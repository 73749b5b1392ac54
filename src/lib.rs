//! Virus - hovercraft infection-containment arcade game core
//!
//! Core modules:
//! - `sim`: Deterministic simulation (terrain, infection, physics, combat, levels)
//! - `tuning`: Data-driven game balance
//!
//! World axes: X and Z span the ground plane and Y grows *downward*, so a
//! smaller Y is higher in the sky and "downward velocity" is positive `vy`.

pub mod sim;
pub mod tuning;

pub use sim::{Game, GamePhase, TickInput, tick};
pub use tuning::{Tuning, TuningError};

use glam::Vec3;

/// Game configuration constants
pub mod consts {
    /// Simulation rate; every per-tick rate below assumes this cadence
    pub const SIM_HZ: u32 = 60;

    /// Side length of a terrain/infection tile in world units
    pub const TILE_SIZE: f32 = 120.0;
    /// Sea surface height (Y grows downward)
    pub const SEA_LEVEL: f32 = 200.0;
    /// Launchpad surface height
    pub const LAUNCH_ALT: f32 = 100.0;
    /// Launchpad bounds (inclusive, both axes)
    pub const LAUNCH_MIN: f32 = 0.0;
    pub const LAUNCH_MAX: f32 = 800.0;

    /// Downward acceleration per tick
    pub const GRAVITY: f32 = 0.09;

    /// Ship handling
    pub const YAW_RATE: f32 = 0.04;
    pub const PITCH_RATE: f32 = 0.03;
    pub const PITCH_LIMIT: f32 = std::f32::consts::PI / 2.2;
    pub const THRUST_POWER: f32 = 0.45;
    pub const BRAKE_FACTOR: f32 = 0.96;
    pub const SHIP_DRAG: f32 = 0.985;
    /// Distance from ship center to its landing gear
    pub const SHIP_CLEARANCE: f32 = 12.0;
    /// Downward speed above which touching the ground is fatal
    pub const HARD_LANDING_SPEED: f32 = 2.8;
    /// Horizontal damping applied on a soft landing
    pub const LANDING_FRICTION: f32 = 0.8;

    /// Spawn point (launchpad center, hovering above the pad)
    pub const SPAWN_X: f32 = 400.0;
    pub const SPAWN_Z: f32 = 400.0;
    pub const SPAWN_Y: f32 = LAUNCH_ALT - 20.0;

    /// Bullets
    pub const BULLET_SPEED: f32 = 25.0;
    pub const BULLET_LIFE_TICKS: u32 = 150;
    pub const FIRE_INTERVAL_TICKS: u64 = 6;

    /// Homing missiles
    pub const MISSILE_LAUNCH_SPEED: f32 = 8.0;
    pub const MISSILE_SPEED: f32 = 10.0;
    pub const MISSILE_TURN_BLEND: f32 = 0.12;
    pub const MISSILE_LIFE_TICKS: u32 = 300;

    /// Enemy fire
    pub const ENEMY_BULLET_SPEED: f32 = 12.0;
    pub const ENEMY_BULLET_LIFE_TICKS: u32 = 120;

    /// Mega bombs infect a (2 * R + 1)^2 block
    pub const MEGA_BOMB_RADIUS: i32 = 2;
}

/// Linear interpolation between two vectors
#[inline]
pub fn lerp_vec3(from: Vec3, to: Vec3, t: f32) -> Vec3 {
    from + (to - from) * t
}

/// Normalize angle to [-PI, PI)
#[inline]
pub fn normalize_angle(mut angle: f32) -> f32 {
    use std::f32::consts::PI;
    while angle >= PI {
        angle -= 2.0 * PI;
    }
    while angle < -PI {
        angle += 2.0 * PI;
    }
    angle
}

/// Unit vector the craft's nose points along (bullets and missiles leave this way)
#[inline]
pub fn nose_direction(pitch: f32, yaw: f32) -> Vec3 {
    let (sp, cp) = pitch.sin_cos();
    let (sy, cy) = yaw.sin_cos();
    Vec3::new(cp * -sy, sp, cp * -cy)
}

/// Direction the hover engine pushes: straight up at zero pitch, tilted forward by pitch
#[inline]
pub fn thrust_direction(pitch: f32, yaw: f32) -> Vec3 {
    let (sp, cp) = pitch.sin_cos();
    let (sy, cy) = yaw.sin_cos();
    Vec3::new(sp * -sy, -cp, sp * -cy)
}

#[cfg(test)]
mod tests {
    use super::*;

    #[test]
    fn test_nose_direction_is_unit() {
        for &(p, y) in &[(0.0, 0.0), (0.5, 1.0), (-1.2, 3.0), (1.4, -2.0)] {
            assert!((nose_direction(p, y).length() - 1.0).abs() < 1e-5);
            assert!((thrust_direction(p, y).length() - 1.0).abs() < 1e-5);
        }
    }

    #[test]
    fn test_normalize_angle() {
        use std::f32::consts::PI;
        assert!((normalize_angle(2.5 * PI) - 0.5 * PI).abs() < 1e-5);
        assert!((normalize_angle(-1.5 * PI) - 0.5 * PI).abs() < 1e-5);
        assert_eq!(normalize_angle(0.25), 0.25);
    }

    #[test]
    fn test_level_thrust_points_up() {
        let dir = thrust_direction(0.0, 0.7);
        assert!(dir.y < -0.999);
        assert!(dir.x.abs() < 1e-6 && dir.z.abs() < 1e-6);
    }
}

▶ _YOUR TASK_
From the top of the material above, print every line exactly, ending with the line that holds "acceleration per tick".

▶ _ANSWER BOX_
repository 73749b5b1392ac54
filename src/lib.rs
//! Virus - hovercraft infection-containment arcade game core
//!
//! Core modules:
//! - `sim`: Deterministic simulation (terrain, infection, physics, combat, levels)
//! - `tuning`: Data-driven game balance
//!
//! World axes: X and Z span the ground plane and Y grows *downward*, so a
//! smaller Y is higher in the sky and "downward velocity" is positive `vy`.

pub mod sim;
pub mod tuning;

pub use sim::{Game, GamePhase, TickInput, tick};
pub use tuning::{Tuning, TuningError};

use glam::Vec3;

/// Game configuration constants
pub mod consts {
    /// Simulation rate; every per-tick rate below assumes this cadence
    pub const SIM_HZ: u32 = 60;

    /// Side length of a terrain/infection tile in world units
    pub const TILE_SIZE: f32 = 120.0;
    /// Sea surface height (Y grows downward)
    pub const SEA_LEVEL: f32 = 200.0;
    /// Launchpad surface height
    pub const LAUNCH_ALT: f32 = 100.0;
    /// Launchpad bounds (inclusive, both axes)
    pub const LAUNCH_MIN: f32 = 0.0;
    pub const LAUNCH_MAX: f32 = 800.0;

    /// Downward acceleration per tick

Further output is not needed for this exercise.